SUBJECT: Notice of Psychological Fitness for Duty Evaluation

This memorandum will serve as a written order directing you to submit to a psychological Fitness for Duty Evaluation.

The reason(s) for the evaluation are:

(Summarize the behavior, circumstances, etc. and refer to any of the appropriate factors that are listed under the Procedures section of this General Order)

The evaluation is scheduled for (day, date, and time) and will be held in the office of Dr. (NAME).  The address is ().

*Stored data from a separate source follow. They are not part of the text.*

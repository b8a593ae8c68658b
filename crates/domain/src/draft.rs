//! Draft Character State.
//!
//! The working aggregate for one character under construction. Reference
//! data for the selected race, class and background is held alongside the
//! ids so the step sequencer can be evaluated without I/O.

use serde::{Deserialize, Serialize};

use crate::abilities::{AbilityScoreMethod, AbilityScores};
use crate::compendium::{BackgroundRef, ClassRef, RaceRef};
use crate::error::DomainError;
use crate::ids::{
    BackgroundId, CharacterId, ClassEntryId, ClassId, EquipmentRowId, ItemId, PublicId, RaceId,
    SpellId, SpellRowId, SubclassId, SubraceId,
};
use crate::names::CharacterName;

/// Loading/error status of the draft.
#[derive(Debug, Clone, PartialEq, Eq, Default)]
pub enum LoadStatus {
    #[default]
    Idle,
    Loading,
    Ready,
    Failed(String),
}

/// Lifecycle status of the remote record.
#[derive(Debug, Clone, Copy, PartialEq, Eq, Hash, Default, Serialize, Deserialize)]
#[serde(rename_all = "snake_case")]
pub enum CharacterStatus {
    #[default]
    Draft,
    Active,
}

impl CharacterStatus {
    pub fn as_str(&self) -> &'static str {
        match self {
            CharacterStatus::Draft => "draft",
            CharacterStatus::Active => "active",
        }
    }

    /// Unknown statuses are treated as drafts.
    pub fn from_wire(value: &str) -> Self {
        match value.trim() {
            "active" => CharacterStatus::Active,
            _ => CharacterStatus::Draft,
        }
    }
}

/// One class entry of a character.
#[derive(Debug, Clone, PartialEq, Eq)]
pub struct ClassEntry {
    /// Row id, known once the entry is persisted.
    pub id: Option<ClassEntryId>,
    pub class_id: ClassId,
    pub subclass_id: Option<SubclassId>,
    pub level: u8,
    pub is_primary: bool,
    pub order: u32,
}

impl ClassEntry {
    pub fn primary(class_id: ClassId) -> Self {
        Self {
            id: None,
            class_id,
            subclass_id: None,
            level: 1,
            is_primary: true,
            order: 0,
        }
    }
}

/// What an equipment row holds: a catalog item or a free-text item that
/// is persisted by name.
#[derive(Debug, Clone, PartialEq, Eq, Hash, PartialOrd, Ord)]
pub enum EquipmentEntry {
    Catalog { item_id: ItemId, quantity: u32 },
    Custom { name: String, quantity: u32 },
}

impl EquipmentEntry {
    pub fn quantity(&self) -> u32 {
        match self {
            EquipmentEntry::Catalog { quantity, .. } | EquipmentEntry::Custom { quantity, .. } => {
                *quantity
            }
        }
    }
}

/// A persisted equipment row.
#[derive(Debug, Clone, PartialEq, Eq)]
pub struct EquipmentRow {
    pub id: EquipmentRowId,
    pub entry: EquipmentEntry,
    pub name: Option<String>,
}

/// A persisted spell row.
#[derive(Debug, Clone, PartialEq, Eq)]
pub struct SpellRow {
    pub id: SpellRowId,
    pub spell_id: SpellId,
    pub name: Option<String>,
}

/// Level-up in progress, as recorded on the character.
#[derive(Debug, Clone, PartialEq, Eq)]
pub struct PendingLevelUp {
    pub class_slug: String,
    pub hp_choice_pending: bool,
    pub asi_pending: bool,
}

/// The remote character record as fetched.
#[derive(Debug, Clone, PartialEq, Eq)]
pub struct CharacterSnapshot {
    pub id: CharacterId,
    pub public_id: Option<PublicId>,
    pub name: String,
    pub level: u8,
    pub status: CharacterStatus,
    pub race_id: Option<RaceId>,
    pub subrace_id: Option<SubraceId>,
    pub classes: Vec<ClassEntry>,
    pub background_id: Option<BackgroundId>,
    pub abilities: Option<AbilityScores>,
    pub ability_method: Option<AbilityScoreMethod>,
    pub pending_level_up: Option<PendingLevelUp>,
}

impl CharacterSnapshot {
    pub fn new(id: CharacterId, name: impl Into<String>) -> Self {
        Self {
            id,
            public_id: None,
            name: name.into(),
            level: 1,
            status: CharacterStatus::Draft,
            race_id: None,
            subrace_id: None,
            classes: Vec::new(),
            background_id: None,
            abilities: None,
            ability_method: None,
            pending_level_up: None,
        }
    }

    pub fn primary_class(&self) -> Option<&ClassEntry> {
        self.classes
            .iter()
            .find(|c| c.is_primary)
            .or_else(|| self.classes.first())
    }
}

/// Partial update of scalar attributes. `None` fields are left untouched;
/// `subrace_id: Some(None)` clears the subrace.
#[derive(Debug, Clone, PartialEq, Eq, Default)]
pub struct CharacterPatch {
    pub name: Option<String>,
    pub race_id: Option<RaceId>,
    pub subrace_id: Option<Option<SubraceId>>,
    pub background_id: Option<BackgroundId>,
    pub abilities: Option<AbilityScores>,
    pub ability_method: Option<AbilityScoreMethod>,
    pub status: Option<CharacterStatus>,
}

impl CharacterPatch {
    pub fn is_empty(&self) -> bool {
        self == &Self::default()
    }
}

/// Derived statistics; every field is optional because the backend may
/// omit any of them.
#[derive(Debug, Clone, PartialEq, Eq, Default)]
pub struct CharacterStats {
    pub armor_class: Option<i32>,
    pub max_hp: Option<i32>,
    pub initiative: Option<i32>,
    pub speed: Option<i32>,
    pub proficiency_bonus: Option<i32>,
    pub passive_perception: Option<i32>,
}

/// Backend completeness check for a draft.
#[derive(Debug, Clone, PartialEq, Eq, Default)]
pub struct ValidationReport {
    pub is_complete: bool,
    pub missing: Vec<String>,
}

/// Reference data resolved for a loaded snapshot.
#[derive(Debug, Clone, Default)]
pub struct DraftReferences {
    pub race: Option<RaceRef>,
    pub class: Option<ClassRef>,
    pub background: Option<BackgroundRef>,
}

/// The working aggregate for one character under construction.
///
/// # Invariants
///
/// - while the total level is 1, exactly one class entry is primary
/// - `subrace` is `Some` only if the selected race declares subraces and
///   lists that subrace
#[derive(Debug, Clone, PartialEq, Eq)]
pub struct DraftCharacter {
    pub id: Option<CharacterId>,
    pub public_id: Option<PublicId>,
    pub name: Option<CharacterName>,
    pub level: u8,
    pub race: Option<RaceRef>,
    pub subrace: Option<SubraceId>,
    pub classes: Vec<ClassEntry>,
    pub class: Option<ClassRef>,
    pub background: Option<BackgroundRef>,
    pub abilities: AbilityScores,
    pub ability_method: AbilityScoreMethod,
    pub abilities_confirmed: bool,
    pub equipment: Vec<EquipmentRow>,
    pub spells: Vec<SpellRow>,
    pub status: LoadStatus,
    pub finalized: bool,
}

impl Default for DraftCharacter {
    fn default() -> Self {
        Self {
            id: None,
            public_id: None,
            name: None,
            level: 1,
            race: None,
            subrace: None,
            classes: Vec::new(),
            class: None,
            background: None,
            abilities: AbilityScores::default(),
            ability_method: AbilityScoreMethod::default(),
            abilities_confirmed: false,
            equipment: Vec::new(),
            spells: Vec::new(),
            status: LoadStatus::Idle,
            finalized: false,
        }
    }
}

impl DraftCharacter {
    pub fn new() -> Self {
        Self::default()
    }

    /// Populate a draft wholesale from a fetched record.
    ///
    /// # Errors
    ///
    /// Returns `DomainError::Validation` when the character is above level 1
    /// (the creation editor only handles level-1 characters) or when the
    /// record's subrace does not belong to its race.
    pub fn from_snapshot(
        snapshot: CharacterSnapshot,
        refs: DraftReferences,
    ) -> Result<Self, DomainError> {
        let total_level = snapshot
            .classes
            .iter()
            .map(|c| u32::from(c.level))
            .sum::<u32>()
            .max(u32::from(snapshot.level));
        if total_level > 1 {
            return Err(DomainError::validation(format!(
                "Character is level {}; only level 1 characters can be edited here",
                total_level
            )));
        }

        let mut classes = snapshot.classes;
        normalize_primary(&mut classes);

        let draft = Self {
            id: Some(snapshot.id),
            public_id: snapshot.public_id,
            name: CharacterName::new(snapshot.name).ok(),
            level: 1,
            race: refs.race,
            subrace: snapshot.subrace_id,
            classes,
            class: refs.class,
            background: refs.background,
            abilities_confirmed: snapshot.abilities.is_some(),
            abilities: snapshot.abilities.unwrap_or_default(),
            ability_method: snapshot.ability_method.unwrap_or_default(),
            equipment: Vec::new(),
            spells: Vec::new(),
            status: LoadStatus::Ready,
            finalized: snapshot.status == CharacterStatus::Active,
        };
        draft.check_invariants()?;
        Ok(draft)
    }

    /// Back to a fresh draft. Only local state is discarded.
    pub fn reset(&mut self) {
        *self = Self::default();
    }

    pub fn set_name(&mut self, name: CharacterName) {
        self.name = Some(name);
    }

    /// Select a race. Returns `true` if the race changed, in which case any
    /// subrace selection is dropped.
    pub fn select_race(&mut self, race: RaceRef) -> bool {
        let changed = self.race.as_ref().map(|r| r.id) != Some(race.id);
        if changed {
            self.subrace = None;
        }
        self.race = Some(race);
        changed
    }

    /// # Errors
    ///
    /// Returns `DomainError::Validation` when no race is selected or the
    /// race does not list `subrace_id`.
    pub fn select_subrace(&mut self, subrace_id: SubraceId) -> Result<(), DomainError> {
        let race = self
            .race
            .as_ref()
            .ok_or_else(|| DomainError::validation("Select a race before a subrace"))?;
        if race.subrace(subrace_id).is_none() {
            return Err(DomainError::validation(format!(
                "Subrace {} is not available for {}",
                subrace_id, race.name
            )));
        }
        self.subrace = Some(subrace_id);
        Ok(())
    }

    /// Select the single level-1 class. Returns `true` if the class changed.
    pub fn select_class(&mut self, class: ClassRef) -> bool {
        let changed = self.class.as_ref().map(|c| c.id) != Some(class.id);
        if changed || self.classes.len() != 1 {
            self.classes = vec![ClassEntry::primary(class.id)];
        }
        self.class = Some(class);
        changed
    }

    pub fn select_background(&mut self, background: BackgroundRef) {
        self.background = Some(background);
    }

    /// # Errors
    ///
    /// Returns `DomainError::Validation` if the scores break the method's
    /// rules.
    pub fn set_abilities(
        &mut self,
        scores: AbilityScores,
        method: AbilityScoreMethod,
    ) -> Result<(), DomainError> {
        scores.validate(method)?;
        self.abilities = scores;
        self.ability_method = method;
        self.abilities_confirmed = true;
        Ok(())
    }

    pub fn primary_class(&self) -> Option<&ClassEntry> {
        self.classes.iter().find(|c| c.is_primary)
    }

    pub fn total_level(&self) -> u8 {
        let from_classes: u32 = self.classes.iter().map(|c| u32::from(c.level)).sum();
        u8::try_from(from_classes)
            .unwrap_or(u8::MAX)
            .max(self.level)
    }

    /// Whether the selected race offers a subrace step.
    pub fn needs_subrace(&self) -> bool {
        self.race.as_ref().is_some_and(RaceRef::has_subraces)
    }

    /// Whether the selected class grants spells at the draft's level.
    pub fn is_caster(&self) -> bool {
        self.class
            .as_ref()
            .is_some_and(|c| c.is_caster_at(self.total_level()))
    }

    pub fn grants_bonus_feat(&self) -> bool {
        self.race.as_ref().is_some_and(RaceRef::grants_bonus_feat)
    }

    /// # Errors
    ///
    /// Returns `DomainError::Constraint` naming the first broken invariant.
    pub fn check_invariants(&self) -> Result<(), DomainError> {
        if self.total_level() == 1 && !self.classes.is_empty() {
            let primaries = self.classes.iter().filter(|c| c.is_primary).count();
            if primaries != 1 {
                return Err(DomainError::constraint(format!(
                    "A level 1 character needs exactly one primary class, found {}",
                    primaries
                )));
            }
        }
        if let Some(subrace) = self.subrace {
            let listed = self
                .race
                .as_ref()
                .is_some_and(|r| r.subrace(subrace).is_some());
            if !listed {
                return Err(DomainError::constraint(format!(
                    "Subrace {} does not belong to the selected race",
                    subrace
                )));
            }
        }
        Ok(())
    }
}

/// Ensure exactly one entry is primary; the lowest `order` wins when the
/// record has none or several.
fn normalize_primary(classes: &mut [ClassEntry]) {
    let primaries = classes.iter().filter(|c| c.is_primary).count();
    if primaries == 1 || classes.is_empty() {
        return;
    }
    let first = classes
        .iter()
        .enumerate()
        .min_by_key(|(_, c)| (!c.is_primary, c.order))
        .map(|(index, _)| index)
        .unwrap_or(0);
    for (index, class) in classes.iter_mut().enumerate() {
        class.is_primary = index == first;
    }
}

You are directed to cooperate with the psychologist's and/or staff requests and completely and honestly answer any questions posed by them.  The evaluation is being conducted for use by the Department, however, the evaluation is confidential between the employee and the evaluator to the extent required by the Confidentiality of Medical Information Act (Civil Code Section 56 et.seq), which allows the evaluator to release limited information to the Department. You may authorize the evaluator to release additional information to the department. 

Refusal to comply with this order or any of its parts, or with the reasonable requests of the evaluator, shall be deemed insubordination, and shall be grounds for disciplinary action, up to and including termination.  Statements made to the evaluator shall be considered compelled and may not be used in a criminal or civil proceeding against the employee.